Note 2    Loss on Sale of United Kingdom Subsidiary and Other Restructuring
          Plans

For some time, the Company had been considering a variety of plans and had
undertaken a number of initiatives intended to restore its loss-making
subsidiary in the United Kingdom to profitability, including a restructuring
plan to close 69 under-performing stores implemented in the third quarter of
fiscal year 1998.

While this restructuring plan, together with other initiatives taken in the
United Kingdom, were contributing to improved operating results in that country,
an overall loss for fiscal year 1999 was still anticipated. In January, 1999 the
Company's Board of Directors approved a plan to sell the Company's investment in
InterTAN U.K. Limited for proceeds of $2,582,000, net of estimated selling
costs. The sale included all assets, liabilities and other obligations of the
United Kingdom subsidiary, including approximately $11,600,000 of bank debt
outstanding under InterTAN U.K. Limited's portion of the Company's syndicated
loan agreement, which was repaid by the purchaser on closing. Coincident with
the sale, the Company's syndicated loan facility was reduced from $75,000,000 to
$50,000,000. See Note 7, Segment Reporting, for revenue and operating income
(loss) associated with InterTAN U.K. Limited.
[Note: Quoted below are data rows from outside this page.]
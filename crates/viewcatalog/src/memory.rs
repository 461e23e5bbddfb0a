use std::path::Path;

use serde::{Deserialize, Serialize};
use tracing::debug;

use crate::client::{
    CatalogClient, DatabaseListParams, RelationListParams, RelationRecord, RelationType,
    extract_db_name,
};
use crate::errors::{CatalogError, Result};
use crate::identity::Principal;
use crate::pattern::LikePattern;

/// A database held by the in-memory catalog.
#[derive(Debug, Clone, PartialEq, Eq, Serialize, Deserialize)]
pub struct MemoryDatabase {
    /// Name as reported to clients, possibly catalog qualified.
    pub name: String,
    /// Users allowed to see this database. `None` means everyone.
    #[serde(default)]
    pub grants: Option<Vec<String>>,
    #[serde(default)]
    pub relations: Vec<RelationRecord>,
}

impl MemoryDatabase {
    pub fn new(name: impl Into<String>) -> Self {
        MemoryDatabase {
            name: name.into(),
            grants: None,
            relations: Vec::new(),
        }
    }

    pub fn with_view(mut self, name: impl Into<String>, ddl_sql: impl Into<String>) -> Self {
        self.relations.push(RelationRecord::view(name, ddl_sql));
        self
    }

    pub fn with_table(mut self, name: impl Into<String>) -> Self {
        self.relations.push(RelationRecord::table(name));
        self
    }

    /// Restrict visibility to the given user. May be called multiple times.
    pub fn with_grant(mut self, user: impl Into<String>) -> Self {
        self.grants.get_or_insert_with(Vec::new).push(user.into());
        self
    }

    fn visible_to(&self, principal: &Principal) -> bool {
        match &self.grants {
            None => true,
            Some(grants) => match principal.user_name() {
                Some(user) => grants.iter().any(|g| g == user),
                None => false,
            },
        }
    }
}

/// Catalog client backed by an in-process list of databases.
///
/// Databases and relations are returned in insertion order.
#[derive(Debug, Clone, Default, PartialEq, Eq, Serialize, Deserialize)]
pub struct MemoryCatalog {
    #[serde(default)]
    pub databases: Vec<MemoryDatabase>,
}

impl MemoryCatalog {
    pub fn with_database(mut self, database: MemoryDatabase) -> Self {
        self.databases.push(database);
        self
    }

    pub fn from_json(s: &str) -> Result<Self> {
        serde_json::from_str(s).map_err(|e| CatalogError::Load(e.to_string()))
    }

    pub fn from_json_file(path: impl AsRef<Path>) -> Result<Self> {
        let path = path.as_ref();
        let contents = std::fs::read_to_string(path)
            .map_err(|e| CatalogError::Load(format!("{}: {e}", path.display())))?;
        Self::from_json(&contents)
    }

    fn find_database(&self, name: &str) -> Option<&MemoryDatabase> {
        self.databases.iter().find(|db| db.name == name)
    }
}

impl CatalogClient for MemoryCatalog {
    fn list_databases(&self, params: &DatabaseListParams) -> Result<Vec<String>> {
        let pattern = LikePattern::try_new_optional(params.pattern.as_deref())?;

        let names: Vec<_> = self
            .databases
            .iter()
            .filter(|db| db.visible_to(&params.principal))
            .filter(|db| match &pattern {
                // Patterns apply to the unqualified name.
                Some(pattern) => pattern.is_match(extract_db_name(&db.name)),
                None => true,
            })
            .map(|db| db.name.clone())
            .collect();

        debug!(principal = %params.principal, count = names.len(), "listed databases");

        Ok(names)
    }

    fn list_relations(&self, params: &RelationListParams) -> Result<Vec<RelationRecord>> {
        let database = self
            .find_database(&params.database)
            .ok_or_else(|| {
                CatalogError::Unavailable(format!("Unknown database: {}", params.database))
            })?;

        if !database.visible_to(&params.principal) {
            return Err(CatalogError::Unauthorized {
                principal: params.principal.to_string(),
                reason: format!("no privilege on database '{}'", params.database),
            });
        }

        let pattern = LikePattern::try_new_optional(params.pattern.as_deref())?;

        let relations: Vec<_> = database
            .relations
            .iter()
            .filter(|rel| rel.relation_type == params.relation_type)
            .filter(|rel| pattern.as_ref().is_none_or(|p| p.is_match(&rel.name)))
            .cloned()
            .collect();

        debug!(
            database = %params.database,
            relation_type = %params.relation_type,
            count = relations.len(),
            "listed relations"
        );

        Ok(relations)
    }
}
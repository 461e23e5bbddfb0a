use crate::errors::{Result, SchemaViewsError};
use crate::schema::ColumnSchema;

/// Upper bound on rows reserved up front per array. Arrays grow past this as
/// rows are written.
const MAX_PREALLOCATED_ROWS: usize = 2048;

/// Scan projections.
///
/// Position `i` in the projections is column `i` of the output batch, the
/// value is the index of the table column written to it.
#[derive(Debug, Clone, PartialEq, Eq)]
pub struct Projections {
    column_indices: Vec<usize>,
}

impl Projections {
    pub fn new(column_indices: impl IntoIterator<Item = usize>) -> Self {
        Projections {
            column_indices: column_indices.into_iter().collect(),
        }
    }

    /// Project every column of the schema in order.
    pub fn all(schema: &ColumnSchema) -> Self {
        Self::new(0..schema.num_columns())
    }

    /// Project columns by name.
    pub fn try_from_names<S: AsRef<str>>(schema: &ColumnSchema, names: &[S]) -> Result<Self> {
        let indices = names
            .iter()
            .map(|name| {
                let name = name.as_ref();
                schema
                    .column_index(name)
                    .ok_or_else(|| {
                        SchemaViewsError::InvalidArgument(format!("Missing column: {name}"))
                    })
            })
            .collect::<Result<Vec<_>>>()?;
        Ok(Self::new(indices))
    }

    pub fn indices(&self) -> &[usize] {
        &self.column_indices
    }

    pub fn len(&self) -> usize {
        self.column_indices.len()
    }

    pub fn is_empty(&self) -> bool {
        self.column_indices.is_empty()
    }
}

/// A nullable string column.
#[derive(Debug, Clone, PartialEq, Eq, Default)]
pub struct Utf8Array {
    values: Vec<Option<String>>,
}

impl Utf8Array {
    pub fn with_capacity(capacity: usize) -> Self {
        Utf8Array {
            values: Vec::with_capacity(capacity),
        }
    }

    pub fn push(&mut self, value: Option<&str>) {
        self.values.push(value.map(|s| s.to_string()));
    }

    pub fn get(&self, idx: usize) -> Option<&str> {
        self.values.get(idx).and_then(|v| v.as_deref())
    }

    pub fn len(&self) -> usize {
        self.values.len()
    }

    pub fn is_empty(&self) -> bool {
        self.values.is_empty()
    }

    fn clear(&mut self) {
        self.values.clear();
    }
}

/// Output batch with a fixed write capacity.
///
/// A batch is reused across pulls, each pull resets it before writing. The
/// capacity only limits the number of rows written, it is not allocated.
#[derive(Debug, Clone, PartialEq, Eq)]
pub struct Batch {
    projections: Projections,
    arrays: Vec<Utf8Array>,
    capacity: usize,
    num_rows: usize,
}

impl Batch {
    pub fn new(projections: Projections, capacity: usize) -> Self {
        let arrays = (0..projections.len())
            .map(|_| Utf8Array::with_capacity(usize::min(capacity, MAX_PREALLOCATED_ROWS)))
            .collect();
        Batch {
            projections,
            arrays,
            capacity,
            num_rows: 0,
        }
    }

    /// Allocate a batch holding every column of the schema.
    pub fn for_schema(schema: &ColumnSchema, capacity: usize) -> Self {
        Self::new(Projections::all(schema), capacity)
    }

    pub fn projections(&self) -> &Projections {
        &self.projections
    }

    pub fn write_capacity(&self) -> usize {
        self.capacity
    }

    pub fn num_rows(&self) -> usize {
        self.num_rows
    }

    pub fn num_columns(&self) -> usize {
        self.arrays.len()
    }

    pub fn array(&self, idx: usize) -> Option<&Utf8Array> {
        self.arrays.get(idx)
    }

    /// Get the array holding the given table column, if projected.
    pub fn array_for_column(&self, column_idx: usize) -> Option<&Utf8Array> {
        let pos = self
            .projections
            .indices()
            .iter()
            .position(|&idx| idx == column_idx)?;
        self.arrays.get(pos)
    }

    /// Values of a single row across all output columns.
    pub fn row(&self, row_idx: usize) -> Option<Vec<Option<&str>>> {
        if row_idx >= self.num_rows {
            return None;
        }
        Some(self.arrays.iter().map(|arr| arr.get(row_idx)).collect())
    }

    pub fn reset(&mut self) {
        for arr in &mut self.arrays {
            arr.clear();
        }
        self.num_rows = 0;
    }

    /// Call `f` for every output column with the projected table column index.
    pub fn for_each_column<F>(&mut self, f: &mut F) -> Result<()>
    where
        F: FnMut(usize, &mut Utf8Array) -> Result<()>,
    {
        for (&col_idx, array) in self.projections.indices().iter().zip(&mut self.arrays) {
            f(col_idx, array)?;
        }
        Ok(())
    }

    pub fn set_num_rows(&mut self, num_rows: usize) -> Result<()> {
        if num_rows > self.capacity {
            return Err(SchemaViewsError::InvalidArgument(format!(
                "Number of rows {num_rows} exceeds batch capacity {}",
                self.capacity
            )));
        }
        if let Some(arr) = self.arrays.iter().find(|arr| arr.len() != num_rows) {
            return Err(SchemaViewsError::InvalidArgument(format!(
                "Array length {} does not match number of rows {num_rows}",
                arr.len()
            )));
        }
        self.num_rows = num_rows;
        Ok(())
    }
}
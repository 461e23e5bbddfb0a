//! Utilities for logging.

use tracing::Level;
use tracing_subscriber::EnvFilter;
use tracing_subscriber::fmt::MakeWriter;

/// Output format for log lines.
#[derive(Debug, Clone, Copy, PartialEq, Eq, Default)]
pub enum LogFormat {
    #[default]
    HumanReadable,
    Json,
}

fn env_filter(default_level: Level) -> EnvFilter {
    EnvFilter::builder()
        .with_default_directive(default_level.into())
        .from_env_lossy()
}

/// Configure the global logger writing to `writer`.
///
/// `RUST_LOG` directives take precedence over `default_level`. Calling this
/// more than once is a no-op, the first subscriber wins.
pub fn configure_global_logger<W>(default_level: Level, format: LogFormat, writer: W)
where
    W: for<'a> MakeWriter<'a> + Send + Sync + 'static,
{
    let builder = tracing_subscriber::fmt()
        .with_env_filter(env_filter(default_level))
        .with_writer(writer)
        .with_file(true)
        .with_line_number(true);

    let _ = match format {
        LogFormat::HumanReadable => builder.try_init(),
        LogFormat::Json => builder.json().try_init(),
    };
}

/// Install a subscriber suitable for tests, writing through the test harness
/// so output is captured per test.
pub fn init_test() {
    let _ = tracing_subscriber::fmt()
        .with_env_filter(env_filter(Level::DEBUG))
        .with_test_writer()
        .try_init();
}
In addition, the purchaser assumed the rights to claim tax loss carryforwards
and deferred capital allowances having a potential tax benefit of approximately
$33,000,000. To the extent the purchaser is able to utilize all or a portion of
these loss carryforwards and deferred tax allowances, the Company is entitled to
cash payments equal to 30% of the tax savings realized by the purchaser (a
maximum of approximately $10,000,000). The Company will recognize such proceeds,
if any, as received.
<PAGE>
 
Also under the terms of the sale agreement, the Company has indemnified the
purchaser for certain contingencies primarily relating to real estate matters
associated with store leases and working capital adjustments. Management
believes that adequate provision has been made for such liabilities and
allowances; however, such balances are based on estimates and the actual results
could differ from those estimates, subjecting the Company to the indemnification
provisions. Costs, if any, resulting from these contingencies will be recorded
as incurred, or become probable and estimable.

A loss of $34,712,000 on the sale of InterTAN U.K. Limited was recorded in the
third quarter when the plan to sell was approved by the Board of Directors. The
initial costs of this transaction totaling approximately $376,000 were expensed
as incurred in the three-month period ended December 31, 1998.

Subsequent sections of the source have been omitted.